Description of the task — Using only the records, tally the lines with "BigDecimal" in them and state that total by itself.

Input data —
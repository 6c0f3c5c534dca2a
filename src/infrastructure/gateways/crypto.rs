//! Crypto-settlement gateways: a hosted invoice page out, an HMAC-SHA256
//! signed JSON notification back.

use bigdecimal::BigDecimal;
use hmac::{Hmac, Mac};
use serde::Deserialize;
use sha2::Sha256;

use crate::domain::errors::DomainError;
use crate::domain::payment::{
    CreatePaymentRequest, CreatedPayment, InteractionMode, NormalizedEvent, PaymentStatus,
    ProviderType, RawCallback,
};
use crate::domain::ports::PaymentGateway;

pub const SIGNATURE_HEADER: &str = "x-signature";

pub struct CryptoGateway {
    gateway_url: String,
    secret: String,
    currency: String,
}

#[derive(Debug, Deserialize)]
struct Notification {
    order_id: String,
    #[serde(default)]
    invoice_id: Option<String>,
    status: String,
    amount: String,
    currency: String,
}

impl CryptoGateway {
    pub fn new(gateway_url: String, secret: String, currency: String) -> Self {
        Self {
            gateway_url: gateway_url.trim_end_matches('/').to_string(),
            secret,
            currency,
        }
    }

    fn mac(&self) -> Result<Hmac<Sha256>, DomainError> {
        Hmac::<Sha256>::new_from_slice(self.secret.as_bytes())
            .map_err(|_| DomainError::Internal("crypto gateway HMAC key error".into()))
    }

    pub fn signature(&self, body: &[u8]) -> Result<String, DomainError> {
        let mut mac = self.mac()?;
        mac.update(body);
        Ok(hex::encode(mac.finalize().into_bytes()))
    }
}

impl PaymentGateway for CryptoGateway {
    fn provider(&self) -> ProviderType {
        ProviderType::Crypto
    }

    fn create_payment(&self, request: &CreatePaymentRequest) -> Result<CreatedPayment, DomainError> {
        Ok(CreatedPayment {
            interaction_mode: InteractionMode::Qr,
            pay_url: format!(
                "{}/invoice/{}?amount={}&currency={}",
                self.gateway_url,
                request.payment_no,
                request.amount.with_scale(2),
                request.currency
            ),
            provider_ref: None,
        })
    }

    fn verify_callback(&self, raw: &RawCallback) -> Result<NormalizedEvent, DomainError> {
        let signature = raw
            .headers
            .get(SIGNATURE_HEADER)
            .ok_or_else(|| DomainError::InvalidInput("crypto callback is unsigned".into()))?;
        let sig_bytes = hex::decode(signature)
            .map_err(|_| DomainError::InvalidInput("invalid signature hex".into()))?;
        let mut mac = self.mac()?;
        mac.update(&raw.body);
        mac.verify_slice(&sig_bytes)
            .map_err(|_| DomainError::InvalidInput("crypto callback signature mismatch".into()))?;

        let notification: Notification = serde_json::from_slice(&raw.body)
            .map_err(|e| DomainError::InvalidInput(format!("malformed crypto callback: {}", e)))?;
        let amount: BigDecimal = notification
            .amount
            .parse()
            .map_err(|_| DomainError::InvalidInput("crypto callback amount is not a number".into()))?;
        let raw_json = serde_json::from_slice(&raw.body)
            .map_err(|e| DomainError::InvalidInput(e.to_string()))?;

        Ok(NormalizedEvent {
            payment_no: Some(notification.order_id),
            provider_ref: notification.invoice_id,
            status: self.to_payment_status(&notification.status),
            amount,
            currency: notification.currency,
            raw: raw_json,
        })
    }

    fn to_payment_status(&self, provider_status: &str) -> PaymentStatus {
        match provider_status {
            "paid" | "confirmed" | "completed" => PaymentStatus::Success,
            "expired" => PaymentStatus::Expired,
            "invalid" | "failed" => PaymentStatus::Failed,
            _ => PaymentStatus::Pending,
        }
    }

    fn callback_ack(&self) -> &'static str {
        "ok"
    }
}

Solution to this exercise — 2